As enrollment rose, so did the associated challenge of providing a convent for the larger staff of teaching sisters that would soon be necessary. In the school's first years, the sisters lived at Saint Paul's Convent in Harlem and commuted to Washington Heights every day. However, on October 15, 1915, Incarnation alleviated the Sisters burden by establishing the school's first convent located at 515 West 173rd Street.

The first graduation exercise was held on June 29, 1916. The school had established a firm and enduring place in the Washington Heights community.

In 1918, Incarnation Parish eclipsed 3,000 parishioners. An ever-swelling student body resulted in the school adding two additional floors, which were completed in 1925.

As the school expanded to better serve the larger student body, the church, which had been holding Mass in the school auditorium since 1910, also began feeling the strain its parishioners were putting on the small auditorium. The parishioners recognized a need for increased space and a more dignified atmosphere for religious services. Under the guidance of Monsignor Delaney, funds were raised for a new church and on October 28, 1928, the corner stone for the new church was laid. The church was opened and dedicated by Patrick Cardinal Hayes on June 1, 1930.

By 1937, the parish had over 10,000 parishioners, 7,000 more than twenty years before. Three-quarters were of Irish ancestry.

Approximately 1,400 students attended the school in 1937. The additional two floors added to the building ten years prior was not enough to alleviate classroom overcrowding and the stress of teachers trying to educate classes crammed with students.

The school introduced a triple session thus allowing an 800 pupil school to accommodate 1,400 children. An increase in classes required a proportionate increase in staff and the old convent had already been over-crowded for some years. Monsignor Delaney knew that Incarnation must build again. He initiated a fundraising drive to realize the funds for a new convent. Property was purchased, construction began and the new convent was ready for occupancy in October 1940.

Hundreds of young men and women from Incarnation School served in World War II. The school participated in the war-time drives of collecting tin goods, fabric, and other items.

By 1945, 1,600 children were registered in the school. Monsignor Casey, in an effort to tackle the problems facing adolescent boys, invited the Christian Brothers to instruct the boys in the school's upper grades. To house the Brothers, Monsignor Casey became a builder like his predecessors. He acquired two houses on 173rd Street and united them into one residence. The Brothers' visible and effective influence was exercised throughout the school day and well into the night with daily and wide-ranging athletic programs.

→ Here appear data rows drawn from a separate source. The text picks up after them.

#[cfg(test)]
mod tests {
    use super::*;
    use crate::core::parser::parse_devfile;

    const DOC: &str = r#"
schemaVersion: 2.2.0
metadata:
  name: app
components:
  - name: web
    container:
      image: nginx
      env:
        - {name: MODE, value: dev}
      endpoints:
        - name: http
          targetPort: 8080
  - name: worker
    container:
      image: worker
      env:
        - {name: MODE, value: dev}
        - {name: QUEUE, value: jobs}
  - name: data
    volume: {}
"#;

    fn doc() -> Devfile {
        parse_devfile(DOC.as_bytes()).unwrap()
    }

    #[test]
    fn test_tr006_parse_port() {
        let ep = parse_port("9090/UDP").unwrap();
        assert_eq!(ep.name, "port-9090-udp");
        assert_eq!(ep.target_port, 9090);
        assert_eq!(ep.protocol.as_deref(), Some("udp"));
        assert_eq!(parse_port("3000").unwrap().name, "port-3000-tcp");
        assert!(matches!(parse_port("abc"), Err(ConfigError::InvalidPort(_))));
        assert!(matches!(parse_port("80/sctp"), Err(ConfigError::InvalidProtocol(_))));
        assert!(matches!(parse_port("80/tcp/x"), Err(ConfigError::InvalidPort(_))));
    }

    #[test]
    fn test_tr006_add_ports_all_or_nothing() {
        let mut d = doc();
        let before = d.clone();
        assert!(d.add_ports(&["3000", "bogus"]).is_err());
        assert_eq!(d, before);

        d.add_ports(&["3000", "4000/udp"]).unwrap();
        let web = d.component("web").unwrap().as_container().unwrap();
        let names: Vec<_> = web.endpoints.iter().map(|e| e.name.as_str()).collect();
        assert_eq!(names, vec!["http", "port-3000-tcp", "port-4000-udp"]);
        let worker = d.component("worker").unwrap().as_container().unwrap();
        assert_eq!(worker.endpoints.len(), 2);
    }

    #[test]
    fn test_tr006_add_ports_dedup() {
        let mut d = doc();
        d.add_ports(&["3000"]).unwrap();
        d.add_ports(&["3000/tcp"]).unwrap();
        let worker = d.component("worker").unwrap().as_container().unwrap();
        assert_eq!(worker.endpoints.len(), 1);
    }

    #[test]
    fn test_tr006_remove_ports() {
        let mut d = doc();
        assert!(d.has_ports());
        d.remove_ports();
        assert!(!d.has_ports());
    }

    #[test]
    fn test_tr006_memory() {
        let mut d = doc();
        assert_eq!(d.memory_limit(), None);
        d.set_memory_limit_on_all_containers("1Gi");
        assert_eq!(d.memory_limit(), Some("1Gi"));
        assert!(d
            .containers()
            .all(|(_, c)| c.memory_limit.as_deref() == Some("1Gi")));
        d.set_memory_limit_on_all_containers("");
        assert_eq!(d.memory_limit(), None);
    }

    #[test]
    fn test_tr006_env_vars() {
        let mut d = doc();
        d.add_env_vars(&[EnvVar::new("MODE", "prod"), EnvVar::new("LOG", "info")]);
        let web = d.component("web").unwrap().as_container().unwrap();
        assert_eq!(
            web.env,
            vec![EnvVar::new("MODE", "prod"), EnvVar::new("LOG", "info")]
        );

        let before = d.clone();
        match d.remove_env_vars(&["QUEUE"]) {
            Err(ConfigError::EnvVarNotFound { key, component }) => {
                assert_eq!(key, "QUEUE");
                assert_eq!(component, "web");
            }
            other => panic!("expected EnvVarNotFound, got {:?}", other),
        }
        assert_eq!(d, before);

        d.remove_env_vars(&["MODE"]).unwrap();
        let worker = d.component("worker").unwrap().as_container().unwrap();
        assert_eq!(worker.env, vec![EnvVar::new("QUEUE", "jobs"), EnvVar::new("LOG", "info")]);
    }

    #[test]
    fn test_tr006_parse_env_vars() {
        let vars = parse_env_vars(&["A=1", "B=x=y"]).unwrap();
        assert_eq!(vars, vec![EnvVar::new("A", "1"), EnvVar::new("B", "x=y")]);
        assert!(parse_env_vars(&["novalue"]).is_err());
        assert!(parse_env_vars(&["=v"]).is_err());
    }

    #[test]
    fn test_tr006_registry_lookup() {
        assert_eq!(parameter("ports").unwrap().name, "Ports");
        assert_eq!(parameter("MEMORY").unwrap().name, "Memory");
        assert!(matches!(parameter("cpu"), Err(ConfigError::UnknownParameter(_))));
        let names: Vec<_> = PARAMETERS.iter().map(|p| p.name).collect();
        assert_eq!(names, vec!["Memory", "Name", "Ports"]);
    }

    #[test]
    fn test_tr006_devfile_obj_persists() {
        let dir = tempfile::tempdir().unwrap();
        let path = dir.path().join("devfile.yaml");
        std::fs::write(&path, DOC).unwrap();

        let mut obj = DevfileObj::load(&path).unwrap();
        assert!(obj.is_set("name"));
        assert!(!obj.is_set("memory"));
        assert!(!obj.is_set("cpu"));

        obj.set_configuration("Memory", "512Mi").unwrap();
        obj.set_configuration("ports", "3000,4000/udp").unwrap();
        obj.delete_configuration("name").unwrap();

        let reloaded = DevfileObj::load(&path).unwrap();
        assert_eq!(reloaded, obj);
        assert!(reloaded.is_set("memory"));
        assert!(!reloaded.is_set("name"));
        assert_eq!(
            reloaded.get_configuration("ports").unwrap().as_deref(),
            Some("8080,3000/tcp,4000/udp,3000/tcp,4000/udp")
        );
    }

    #[test]
    fn test_tr006_failed_update_leaves_document() {
        let dir = tempfile::tempdir().unwrap();
        let path = dir.path().join("devfile.yaml");
        std::fs::write(&path, DOC).unwrap();
        let mut obj = DevfileObj::load(&path).unwrap();
        let before = obj.clone();

        assert!(obj.set_configuration("ports", "99999").is_err());
        assert!(matches!(
            obj.set_configuration("cpu", "2"),
            Err(ConfigError::UnknownParameter(_))
        ));
        assert_eq!(obj, before);
        assert_eq!(DevfileObj::load(&path).unwrap(), before);
    }

    #[test]
    fn test_tr006_write_without_path() {
        let obj = DevfileObj {
            path: None,
            data: doc(),
        };
        assert!(matches!(obj.write_yaml(), Err(ConfigError::NoPath)));
    }
}
//! TR-001: Devfile document model.
//!
//! Defines the YAML schema types for components, commands, projects, events
//! and the parent reference. Components and commands are closed enums: exactly
//! one variant is set by construction. All types derive Serialize/Deserialize
//! and keep insertion order so an unmodified document round-trips unchanged.

use super::error::EngineError;
use indexmap::IndexMap;
use serde::{Deserialize, Serialize};
use std::fmt;
use std::str::FromStr;

/// Free-form attribute map attached to components, commands and endpoints.
pub type Attributes = IndexMap<String, serde_yaml_ng::Value>;

/// Endpoint names that mark a debug port.
pub const DEBUG_ENDPOINT_PREFIX: &str = "debug";

// ============================================================================
// Top-level devfile
// ============================================================================

/// Root document. After resolution `parent` is always `None`.
#[derive(Debug, Clone, PartialEq, Serialize, Deserialize)]
#[serde(rename_all = "camelCase")]
pub struct Devfile {
    pub schema_version: String,

    #[serde(default, skip_serializing_if = "Metadata::is_empty")]
    pub metadata: Metadata,

    #[serde(default, skip_serializing_if = "Option::is_none")]
    pub parent: Option<Parent>,

    /// Global variables substituted into manifests (`{{name}}`)
    #[serde(default, skip_serializing_if = "IndexMap::is_empty")]
    pub variables: IndexMap<String, String>,

    #[serde(default, skip_serializing_if = "IndexMap::is_empty")]
    pub attributes: Attributes,

    #[serde(default, skip_serializing_if = "Vec::is_empty")]
    pub projects: Vec<Project>,

    #[serde(default, skip_serializing_if = "Vec::is_empty")]
    pub starter_projects: Vec<Project>,

    #[serde(default, skip_serializing_if = "Vec::is_empty")]
    pub components: Vec<Component>,

    #[serde(default, skip_serializing_if = "Vec::is_empty")]
    pub commands: Vec<Command>,

    #[serde(default, skip_serializing_if = "Option::is_none")]
    pub events: Option<Events>,
}

/// Devfile metadata.
#[derive(Debug, Clone, Default, PartialEq, Serialize, Deserialize)]
#[serde(rename_all = "camelCase")]
pub struct Metadata {
    #[serde(default, skip_serializing_if = "Option::is_none")]
    pub name: Option<String>,

    #[serde(default, skip_serializing_if = "Option::is_none")]
    pub version: Option<String>,

    #[serde(default, skip_serializing_if = "Option::is_none")]
    pub display_name: Option<String>,

    #[serde(default, skip_serializing_if = "Option::is_none")]
    pub description: Option<String>,

    #[serde(default, skip_serializing_if = "Vec::is_empty")]
    pub tags: Vec<String>,
}

impl Metadata {
    pub fn is_empty(&self) -> bool {
        self == &Metadata::default()
    }
}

With the addition of the Brothers, Casey never relegated to Sisters any position of lesser importance. Casey was appointed by the cardinal as Assistant Vicar for Religious.

Always a neighborhood of immigrants, the postwar years saw an increase of Spanish-speaking parishioners from Puerto Rico. Economic and political factors led to an influx of Cubans, Dominicans and families from Central and South America as well.

Monsignor Waterson accepted the challenge to integrate the newest residents into parish activities and encouraged families to enroll their children into the school.

In the 1970s, the school returned to single session. Incarnation experienced an increase in the number of dedicated lay teachers as the Christian Brothers departed.

During the 1980s, Sister Maureen Dunn, S.C., was leader. School enrollment hovered around 630 students and there were 19 full-time academic classroom teachers. Incarnation offered gym, art and music classes for each grade and students took advantage of a full-time guidance program.

Students participated in many diverse extracurricular activities, including yearbook, newspaper, Altar Boy Society, choral group, cheerleading, spelling bee, foreign mission activities, a school service program, art contest, talent show, author's day, and the production of an instructional television program.

The school also offered a sports program under the direction of future principal Ted Staniecki. Students in the 3rd through 8th grades participated in intramural basketball, boys and girls junior and varsity basketball teams, track competitions and baseball teams.

In 1996, the school took forty 7th and 8th grade students to Fukuoka, Japan for a ten-day educational excursion, repeated in 1998 and 2002.

Incarnation expanded its technological resources with Internet-based lessons, access to laptop computers, educational software, and wireless networking. A science lab was set up.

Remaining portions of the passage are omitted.